_Exercise requirements_: Say how many lines of the listing below hold the string "state", and say nothing else.

== == ==

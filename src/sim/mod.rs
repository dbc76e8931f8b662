//! Deterministic simulation module
//!
//! All gameplay logic lives here. This module must be pure and deterministic:
//! - Time advances only by caller-supplied frame deltas
//! - Seeded RNG only
//! - Stable iteration order (by entity ID)
//! - No rendering or platform dependencies

pub mod bounds;
pub mod input;
pub mod state;
pub mod tick;

pub use bounds::{Bounds, PlayArea, object_bounds};
pub use input::{InputOutcome, handle_input};
pub use state::{CatchFlash, FallingObject, GameEvent, GamePhase, GameState, SessionSummary};
pub use tick::{advance_stage, any_escaped, end_session, sanitize_elapsed, tick};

== == ==

_Answer section_: 2